Only 20 years ago the world looked a lot different. At the University of Southern California, NCAA investigators discovered that star running back Reggie Bush and his family had received more than $100,000 in illicit benefits. The NCAA came down on the school like rolling thunder, stripping Bush of his Heisman Trophy, vacating USC’s 2004 national football championship, banning the Trojans from playing in bowl games for two years and stripping them of 30 scholarships. Now that it’s all perfectly legit, will Bush get his Heisman back?
The new NIL rules are already bearing absurd fruit. Two weeks ago, Eastern Michigan University alum Charlie Batch, who earned two Super Bowl rings during his professional football career, offered Caleb Williams, star quarterback at the University of Oklahoma, $1 million to play his senior year at EMU. While Batch’s offer may have been partly in jest, it highlights the complete lack of limitations on how wealthy donors, sports companies and other benefactors can pay top athletes to play for their preferred sports teams. Our prediction? This isn’t going to end well.
Coaches, too, will struggle with the effects of pay-to-play when their team’s camaraderie and cohesiveness is fractured by the dynamics of star players with multi-million-dollar endorsement deals on one hand and the rest of the team with nothing but a scholarship on the other. Good luck with that.
We do understand the argument that college athletes are exploited by universities, who rake in the big bucks while their best players must wait until their college career is over to earn millions playing in the professional leagues. But the answer, we think, isn’t opening the floodgates of pay-to-play through NIL deals for individual athletes. It would be far better to design a system that compensates all college athletes, not just the stars who attract the big money NIL deals.

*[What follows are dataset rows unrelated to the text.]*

//! Edit-panel fields for the selected object
//!
//! The panel keeps its own copy of the selected object's position, scale
//! and Y rotation. Every frame the fields are pushed back onto the object
//! and its body with [`crate::World::apply_edit`].

use sandbox_math::Vec3;

use crate::SandboxObject;

/// Slider ranges shown by the panel
///
/// The sliders never clamp; values outside a range are shown and kept.
pub const POSITION_RANGE: std::ops::RangeInclusive<f32> = -1000.0..=1000.0;
pub const SCALE_RANGE: std::ops::RangeInclusive<f32> = 0.1..=20.0;
pub const ROTATION_RANGE: std::ops::RangeInclusive<f32> = -std::f32::consts::PI..=std::f32::consts::PI;

/// Smallest scale component a collider accepts
pub const MIN_SCALE: f32 = 0.01;

/// Which group of sliders is visible
#[derive(Clone, Copy, Debug, Default, PartialEq, Eq)]
pub enum EditTab {
    #[default]
    Move,
    Scale,
    Rotate,
}

#[derive(Clone, Copy, Debug, PartialEq)]
pub struct EditFields {
    pub position: Vec3,
    pub scale: Vec3,
    /// Rotation about Y in radians
    pub rotation_y: f32,
}

impl Default for EditFields {
    fn default() -> Self {
        Self {
            position: Vec3::ZERO,
            scale: Vec3::ONE,
            rotation_y: 0.0,
        }
    }
}

impl EditFields {
    /// Initialise from an object; `body_position` is the live body position
    pub fn from_object(object: &SandboxObject, body_position: Vec3) -> Self {
        Self {
            position: body_position,
            scale: object.transform.scale,
            rotation_y: object.transform.rotation_y(),
        }
    }

    /// Raise scale components below [`MIN_SCALE`] so colliders never collapse
    ///
    /// Any scale a scene file or a slider can produce passes unchanged.
    pub fn sanitized(mut self) -> Self {
        self.scale = self.scale.max(Vec3::splat(MIN_SCALE));
        self
    }
}

#[cfg(test)]
mod tests {
    use super::*;

    #[test]
    fn test_sanitized_only_raises_collapsed_scale() {
        let fields = EditFields {
            position: Vec3::new(5000.0, 0.0, 0.0),
            scale: Vec3::new(0.0, 50.0, 0.05),
            rotation_y: 1.0,
        }
        .sanitized();
        assert_eq!(fields.scale, Vec3::new(MIN_SCALE, 50.0, 0.05));
        assert_eq!(fields.position.x, 5000.0);
        assert_eq!(fields.rotation_y, 1.0);
    }
}
//! Instanced mesh pipeline
//!
//! Draws every object as an instance of one of a few shared meshes. Each
//! frame the instance buffer is refilled from the world and one indexed
//! draw is issued per mesh batch.

use std::ops::Range;

use sandbox_math::MeshShape;
use wgpu::util::DeviceExt;

use super::types::{GpuVertex, InstanceData, SceneUniforms};

/// Format of the depth attachment shared with the line pass
pub const DEPTH_FORMAT: wgpu::TextureFormat = wgpu::TextureFormat::Depth32Float;

/// A mesh uploaded to the GPU
pub struct GpuMesh {
    vertex_buffer: wgpu::Buffer,
    index_buffer: wgpu::Buffer,
    index_count: u32,
}

impl GpuMesh {
    pub fn from_shape(device: &wgpu::Device, label: &str, shape: &dyn MeshShape) -> Self {
        let vertices: Vec<GpuVertex> = shape.vertices().iter().map(GpuVertex::from).collect();

        let vertex_buffer = device.create_buffer_init(&wgpu::util::BufferInitDescriptor {
            label: Some(&format!("{} Vertex Buffer", label)),
            contents: bytemuck::cast_slice(&vertices),
            usage: wgpu::BufferUsages::VERTEX,
        });
        let index_buffer = device.create_buffer_init(&wgpu::util::BufferInitDescriptor {
            label: Some(&format!("{} Index Buffer", label)),
            contents: bytemuck::cast_slice(shape.indices()),
            usage: wgpu::BufferUsages::INDEX,
        });

        Self {
            vertex_buffer,
            index_buffer,
            index_count: shape.indices().len() as u32,
        }
    }

    pub fn index_count(&self) -> u32 {
        self.index_count
    }
}

/// One indexed draw: a mesh and the instances that use it
pub struct MeshDraw<'a> {
    pub mesh: &'a GpuMesh,
    pub instances: Range<u32>,
}

/// Lit, depth-tested mesh pipeline
pub struct MeshPipeline {
    pipeline: wgpu::RenderPipeline,
    uniform_buffer: wgpu::Buffer,
    bind_group: wgpu::BindGroup,
    instance_buffer: wgpu::Buffer,
    instance_capacity: usize,
    depth_texture: Option<wgpu::TextureView>,
    depth_size: (u32, u32),
}

impl MeshPipeline {
    const INITIAL_INSTANCES: usize = 256;

    pub fn new(device: &wgpu::Device, surface_format: wgpu::TextureFormat) -> Self {
        let bind_group_layout = device.create_bind_group_layout(&wgpu::BindGroupLayoutDescriptor {
            label: Some("Mesh Bind Group Layout"),
            entries: &[wgpu::BindGroupLayoutEntry {
                binding: 0,
                visibility: wgpu::ShaderStages::VERTEX | wgpu::ShaderStages::FRAGMENT,
                ty: wgpu::BindingType::Buffer {
                    ty: wgpu::BufferBindingType::Uniform,
                    has_dynamic_offset: false,
                    min_binding_size: None,
                },
                count: None,
            }],
        });

        let pipeline_layout = device.create_pipeline_layout(&wgpu::PipelineLayoutDescriptor {
            label: Some("Mesh Pipeline Layout"),
            bind_group_layouts: &[&bind_group_layout],
            push_constant_ranges: &[],
        });

        let shader = device.create_shader_module(wgpu::ShaderModuleDescriptor {
            label: Some("Mesh Shader"),
            source: wgpu::ShaderSource::Wgsl(include_str!("../shaders/mesh.wgsl").into()),
        });

        let pipeline = device.create_render_pipeline(&wgpu::RenderPipelineDescriptor {
            label: Some("Mesh Pipeline"),
            layout: Some(&pipeline_layout),
            vertex: wgpu::VertexState {
                module: &shader,
                entry_point: Some("vs_main"),
                buffers: &[Self::vertex_buffer_layout(), Self::instance_buffer_layout()],
                compilation_options: wgpu::PipelineCompilationOptions::default(),
            },
            fragment: Some(wgpu::FragmentState {
                module: &shader,
                entry_point: Some("fs_main"),
                targets: &[Some(wgpu::ColorTargetState {
                    format: surface_format,
                    blend: Some(wgpu::BlendState::REPLACE),
                    write_mask: wgpu::ColorWrites::ALL,
                })],
                compilation_options: wgpu::PipelineCompilationOptions::default(),
            }),
            primitive: wgpu::PrimitiveState {
                cull_mode: Some(wgpu::Face::Back),
                ..Default::default()
            },
            depth_stencil: Some(wgpu::DepthStencilState {
                format: DEPTH_FORMAT,
                depth_write_enabled: true,
                depth_compare: wgpu::CompareFunction::Less,
                stencil: wgpu::StencilState::default(),
                bias: wgpu::DepthBiasState::default(),
            }),
            multisample: wgpu::MultisampleState::default(),
            multiview: None,
            cache: None,
        });

        let uniform_buffer = device.create_buffer_init(&wgpu::util::BufferInitDescriptor {
            label: Some("Mesh Uniform Buffer"),
            contents: bytemuck::bytes_of(&SceneUniforms::default()),
            usage: wgpu::BufferUsages::UNIFORM | wgpu::BufferUsages::COPY_DST,
        });

        let bind_group = device.create_bind_group(&wgpu::BindGroupDescriptor {
            label: Some("Mesh Bind Group"),
            layout: &bind_group_layout,
            entries: &[wgpu::BindGroupEntry {
                binding: 0,
                resource: uniform_buffer.as_entire_binding(),
            }],
        });

        let instance_buffer = Self::create_instance_buffer(device, Self::INITIAL_INSTANCES);

        Self {
            pipeline,
            uniform_buffer,
            bind_group,
            instance_buffer,
            instance_capacity: Self::INITIAL_INSTANCES,
            depth_texture: None,
            depth_size: (0, 0),
        }
    }

    fn create_instance_buffer(device: &wgpu::Device, capacity: usize) -> wgpu::Buffer {
        device.create_buffer(&wgpu::BufferDescriptor {
            label: Some("Instance Buffer"),
            size: (capacity * std::mem::size_of::<InstanceData>()) as wgpu::BufferAddress,
            usage: wgpu::BufferUsages::VERTEX | wgpu::BufferUsages::COPY_DST,
            mapped_at_creation: false,
        })
    }

    fn vertex_buffer_layout() -> wgpu::VertexBufferLayout<'static> {
        const ATTRIBUTES: [wgpu::VertexAttribute; 2] = wgpu::vertex_attr_array![0 => Float32x3, 1 => Float32x3];
        wgpu::VertexBufferLayout {
            array_stride: std::mem::size_of::<GpuVertex>() as wgpu::BufferAddress,
            step_mode: wgpu::VertexStepMode::Vertex,
            attributes: &ATTRIBUTES,
        }
    }

    /// Model matrix columns at 2..=5, then color and emissive
    fn instance_buffer_layout() -> wgpu::VertexBufferLayout<'static> {
        const ATTRIBUTES: [wgpu::VertexAttribute; 6] = wgpu::vertex_attr_array![
            2 => Float32x4,
            3 => Float32x4,
            4 => Float32x4,
            5 => Float32x4,
            6 => Float32x4,
            7 => Float32x4
        ];
        wgpu::VertexBufferLayout {
            array_stride: std::mem::size_of::<InstanceData>() as wgpu::BufferAddress,
            step_mode: wgpu::VertexStepMode::Instance,
            attributes: &ATTRIBUTES,
        }
    }

    pub fn update_uniforms(&self, queue: &wgpu::Queue, uniforms: &SceneUniforms) {
        queue.write_buffer(&self.uniform_buffer, 0, bytemuck::bytes_of(uniforms));
    }

    /// Copy this frame's instances to the GPU, growing the buffer if needed
    pub fn upload_instances(&mut self, device: &wgpu::Device, queue: &wgpu::Queue, instances: &[InstanceData]) {
        if instances.len() > self.instance_capacity {
            let capacity = instances.len().next_power_of_two();
            log::debug!("Growing instance buffer to {} instances", capacity);
            self.instance_buffer = Self::create_instance_buffer(device, capacity);
            self.instance_capacity = capacity;
        }
        if !instances.is_empty() {
            queue.write_buffer(&self.instance_buffer, 0, bytemuck::cast_slice(instances));
        }
    }

    /// Ensure depth texture exists and is the right size
    pub fn ensure_depth_texture(&mut self, device: &wgpu::Device, width: u32, height: u32) {
        if self.depth_texture.is_none() || self.depth_size != (width, height) {
            let depth_texture = device.create_texture(&wgpu::TextureDescriptor {
                label: Some("Depth Texture"),
                size: wgpu::Extent3d {
                    width: width.max(1),
                    height: height.max(1),
                    depth_or_array_layers: 1,
                },
                mip_level_count: 1,
                sample_count: 1,
                dimension: wgpu::TextureDimension::D2,
                format: DEPTH_FORMAT,
                usage: wgpu::TextureUsages::RENDER_ATTACHMENT,
                view_formats: &[],
            });

            self.depth_texture = Some(depth_texture.create_view(&wgpu::TextureViewDescriptor::default()));
            self.depth_size = (width, height);
        }
    }

    /// Depth view for passes drawn after this one
    pub fn depth_view(&self) -> Option<&wgpu::TextureView> {
        self.depth_texture.as_ref()
    }

    /// Clear the target and draw every batch
    ///
    /// Does nothing until [`Self::ensure_depth_texture`] has been called.
    pub fn render(
        &self,
        encoder: &mut wgpu::CommandEncoder,
        view: &wgpu::TextureView,
        draws: &[MeshDraw<'_>],
        clear_color: wgpu::Color,
    ) {
        let Some(depth_view) = self.depth_texture.as_ref() else {
            log::warn!("Mesh pass skipped: depth texture not created");
            return;
        };

        let mut render_pass = encoder.begin_render_pass(&wgpu::RenderPassDescriptor {
            label: Some("Mesh Pass"),
            color_attachments: &[Some(wgpu::RenderPassColorAttachment {
                view,
                resolve_target: None,
                ops: wgpu::Operations {
                    load: wgpu::LoadOp::Clear(clear_color),
                    store: wgpu::StoreOp::Store,
                },
            })],
            depth_stencil_attachment: Some(wgpu::RenderPassDepthStencilAttachment {
                view: depth_view,
                depth_ops: Some(wgpu::Operations {
                    load: wgpu::LoadOp::Clear(1.0),
                    store: wgpu::StoreOp::Store,
                }),
                stencil_ops: None,
            }),
            timestamp_writes: None,
            occlusion_query_set: None,
        });

        render_pass.set_pipeline(&self.pipeline);
        render_pass.set_bind_group(0, &self.bind_group, &[]);
        render_pass.set_vertex_buffer(1, self.instance_buffer.slice(..));

        for draw in draws {
            if draw.instances.is_empty() {
                continue;
            }
            render_pass.set_vertex_buffer(0, draw.mesh.vertex_buffer.slice(..));
            render_pass.set_index_buffer(draw.mesh.index_buffer.slice(..), wgpu::IndexFormat::Uint32);
            render_pass.draw_indexed(0..draw.mesh.index_count, 0, draw.instances.clone());
        }
    }
}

Toward that end, if we concede that nothing is going to change, that pay-to-play is here to stay, then the only fair approach is to allow schools to establish a special fund for the benefit of their college athletes. Anyone can give to the fund in any amount — no questions asked. If billionaire MSU alumni Matt Ishbia and Dan Gilbert can fork over $95 million to keep MSU football coach Mel Tucker happy for the next decade, what’s to stop them from throwing that much or more into the kitty so MSU can go out and buy the best football and basketball players? In our preferred alternative model, though, the largesse has to be distributed equally to all student-athletes so everyone gets a piece of the action.
As if NIL deals weren’t enough to drag college sports into an ethical cellar, the next shoe to drop is the infiltration of big-money gambling interests. Much to our chagrin, Michigan State University recently signed a sponsorship deal with Caesar’s Sportsbook, which presumably will bring untold millions in new revenues to the school’s athletic department. It’s not a good look for MSU, but profiteering through sports gambling will surely allow the university to build even more shiny, new temples to the gods of collegiate sports.
We suppose, though, that gambling is a natural offshoot of, and ethical complement to, NIL deals. Once you’ve decided that your principles are for sale to the highest bidder, it’s a short road to rationalizing all manner of bad behavior. MSU isn’t the first and certainly won’t be the last university to cash in on the largesse offered by the gambling industry. Still, our bottom line remains the same: Just because you can doesn’t mean you should.